What is expected
Find the lines in the records that carry the word "filename". Copy each one.

[Stored data entries]
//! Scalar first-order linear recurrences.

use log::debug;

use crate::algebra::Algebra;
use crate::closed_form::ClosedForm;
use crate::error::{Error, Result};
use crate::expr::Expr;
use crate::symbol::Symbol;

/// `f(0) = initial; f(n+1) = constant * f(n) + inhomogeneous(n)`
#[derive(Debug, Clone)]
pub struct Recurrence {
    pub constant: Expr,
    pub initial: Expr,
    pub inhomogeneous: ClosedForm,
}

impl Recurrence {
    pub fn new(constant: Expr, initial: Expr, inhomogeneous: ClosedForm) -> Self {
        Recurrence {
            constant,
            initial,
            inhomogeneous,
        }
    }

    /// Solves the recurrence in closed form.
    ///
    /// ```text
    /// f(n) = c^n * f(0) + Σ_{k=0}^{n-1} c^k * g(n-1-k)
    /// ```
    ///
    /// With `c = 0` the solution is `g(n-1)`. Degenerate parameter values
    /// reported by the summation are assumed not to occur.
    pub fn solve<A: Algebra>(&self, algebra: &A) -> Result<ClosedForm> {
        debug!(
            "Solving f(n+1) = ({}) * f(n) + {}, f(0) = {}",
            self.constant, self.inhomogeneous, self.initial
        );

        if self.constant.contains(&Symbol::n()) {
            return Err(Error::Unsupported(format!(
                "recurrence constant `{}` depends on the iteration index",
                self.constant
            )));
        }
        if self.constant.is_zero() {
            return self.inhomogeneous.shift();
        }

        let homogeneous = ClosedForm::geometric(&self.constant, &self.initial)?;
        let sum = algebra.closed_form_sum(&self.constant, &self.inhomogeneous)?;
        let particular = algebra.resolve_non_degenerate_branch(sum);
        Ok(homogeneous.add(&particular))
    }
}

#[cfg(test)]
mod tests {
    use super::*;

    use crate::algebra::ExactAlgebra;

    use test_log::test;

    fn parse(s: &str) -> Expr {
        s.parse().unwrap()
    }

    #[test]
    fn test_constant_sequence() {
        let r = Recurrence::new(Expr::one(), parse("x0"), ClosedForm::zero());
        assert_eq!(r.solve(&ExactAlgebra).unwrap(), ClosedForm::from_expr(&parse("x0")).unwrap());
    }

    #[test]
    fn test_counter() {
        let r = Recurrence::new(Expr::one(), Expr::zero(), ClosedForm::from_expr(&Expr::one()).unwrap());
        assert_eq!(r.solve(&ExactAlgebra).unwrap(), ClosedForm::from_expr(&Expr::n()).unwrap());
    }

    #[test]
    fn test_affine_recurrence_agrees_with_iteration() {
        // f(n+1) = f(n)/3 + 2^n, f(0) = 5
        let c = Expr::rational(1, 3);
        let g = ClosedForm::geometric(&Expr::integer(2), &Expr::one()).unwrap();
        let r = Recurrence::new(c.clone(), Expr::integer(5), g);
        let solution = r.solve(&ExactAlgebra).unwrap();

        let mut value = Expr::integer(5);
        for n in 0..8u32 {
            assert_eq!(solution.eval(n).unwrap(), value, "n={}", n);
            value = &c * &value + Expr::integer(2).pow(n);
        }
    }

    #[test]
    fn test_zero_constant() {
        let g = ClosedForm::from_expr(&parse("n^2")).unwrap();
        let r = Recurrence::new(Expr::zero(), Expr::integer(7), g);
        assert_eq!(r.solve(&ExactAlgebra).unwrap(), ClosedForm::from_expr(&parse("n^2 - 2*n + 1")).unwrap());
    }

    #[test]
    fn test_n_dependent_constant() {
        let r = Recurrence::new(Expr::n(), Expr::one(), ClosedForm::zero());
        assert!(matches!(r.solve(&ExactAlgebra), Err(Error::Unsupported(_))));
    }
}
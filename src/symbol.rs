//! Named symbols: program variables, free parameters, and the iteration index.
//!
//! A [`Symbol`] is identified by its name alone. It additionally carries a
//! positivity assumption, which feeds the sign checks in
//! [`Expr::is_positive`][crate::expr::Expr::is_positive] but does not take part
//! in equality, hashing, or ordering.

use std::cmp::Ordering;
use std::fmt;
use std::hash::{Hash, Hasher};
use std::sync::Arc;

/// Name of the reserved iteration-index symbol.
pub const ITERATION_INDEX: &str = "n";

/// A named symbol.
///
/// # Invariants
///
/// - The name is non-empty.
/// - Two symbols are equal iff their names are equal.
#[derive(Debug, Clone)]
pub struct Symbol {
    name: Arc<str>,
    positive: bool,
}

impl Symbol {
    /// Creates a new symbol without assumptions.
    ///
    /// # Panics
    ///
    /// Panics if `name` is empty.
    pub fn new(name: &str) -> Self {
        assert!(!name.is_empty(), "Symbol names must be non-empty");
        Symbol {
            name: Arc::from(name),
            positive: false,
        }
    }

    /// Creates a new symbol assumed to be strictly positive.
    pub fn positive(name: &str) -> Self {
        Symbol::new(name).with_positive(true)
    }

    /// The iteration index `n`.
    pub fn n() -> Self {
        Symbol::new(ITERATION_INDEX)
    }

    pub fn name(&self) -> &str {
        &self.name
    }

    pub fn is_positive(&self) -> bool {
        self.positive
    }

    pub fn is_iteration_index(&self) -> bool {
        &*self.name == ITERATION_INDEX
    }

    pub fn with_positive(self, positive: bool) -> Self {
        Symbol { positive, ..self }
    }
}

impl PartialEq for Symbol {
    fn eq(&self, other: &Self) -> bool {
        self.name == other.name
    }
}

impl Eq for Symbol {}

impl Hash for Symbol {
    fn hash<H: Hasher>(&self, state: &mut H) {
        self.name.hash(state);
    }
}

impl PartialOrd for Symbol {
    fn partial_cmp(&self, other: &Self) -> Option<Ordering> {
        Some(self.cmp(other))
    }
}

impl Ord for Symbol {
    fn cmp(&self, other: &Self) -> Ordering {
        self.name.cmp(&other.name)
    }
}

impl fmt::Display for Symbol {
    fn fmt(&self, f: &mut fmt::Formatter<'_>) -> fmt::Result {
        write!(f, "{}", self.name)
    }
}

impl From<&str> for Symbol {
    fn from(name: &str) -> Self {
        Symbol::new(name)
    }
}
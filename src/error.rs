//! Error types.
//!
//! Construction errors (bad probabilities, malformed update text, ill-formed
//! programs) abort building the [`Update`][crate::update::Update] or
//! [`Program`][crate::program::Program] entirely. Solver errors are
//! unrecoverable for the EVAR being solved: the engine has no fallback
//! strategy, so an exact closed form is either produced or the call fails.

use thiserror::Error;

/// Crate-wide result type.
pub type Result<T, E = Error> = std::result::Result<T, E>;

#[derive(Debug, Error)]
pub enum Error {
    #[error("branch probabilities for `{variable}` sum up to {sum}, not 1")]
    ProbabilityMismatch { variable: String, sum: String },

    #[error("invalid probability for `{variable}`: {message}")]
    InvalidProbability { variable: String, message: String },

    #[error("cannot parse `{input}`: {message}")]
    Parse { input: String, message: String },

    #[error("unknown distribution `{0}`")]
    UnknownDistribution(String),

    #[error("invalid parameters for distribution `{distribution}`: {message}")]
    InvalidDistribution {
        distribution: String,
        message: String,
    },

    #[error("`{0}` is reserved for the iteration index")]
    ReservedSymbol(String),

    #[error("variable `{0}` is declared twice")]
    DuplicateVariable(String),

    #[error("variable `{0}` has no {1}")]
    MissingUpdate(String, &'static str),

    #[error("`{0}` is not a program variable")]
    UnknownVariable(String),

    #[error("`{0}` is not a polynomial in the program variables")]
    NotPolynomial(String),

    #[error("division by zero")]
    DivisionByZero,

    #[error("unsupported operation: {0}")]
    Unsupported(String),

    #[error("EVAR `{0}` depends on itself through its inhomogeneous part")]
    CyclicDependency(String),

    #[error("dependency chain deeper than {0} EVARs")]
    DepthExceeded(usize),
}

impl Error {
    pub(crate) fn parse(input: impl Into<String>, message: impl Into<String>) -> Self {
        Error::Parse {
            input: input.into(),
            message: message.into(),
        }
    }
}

Your response
filename src/symbol.rs
filename src/error.rs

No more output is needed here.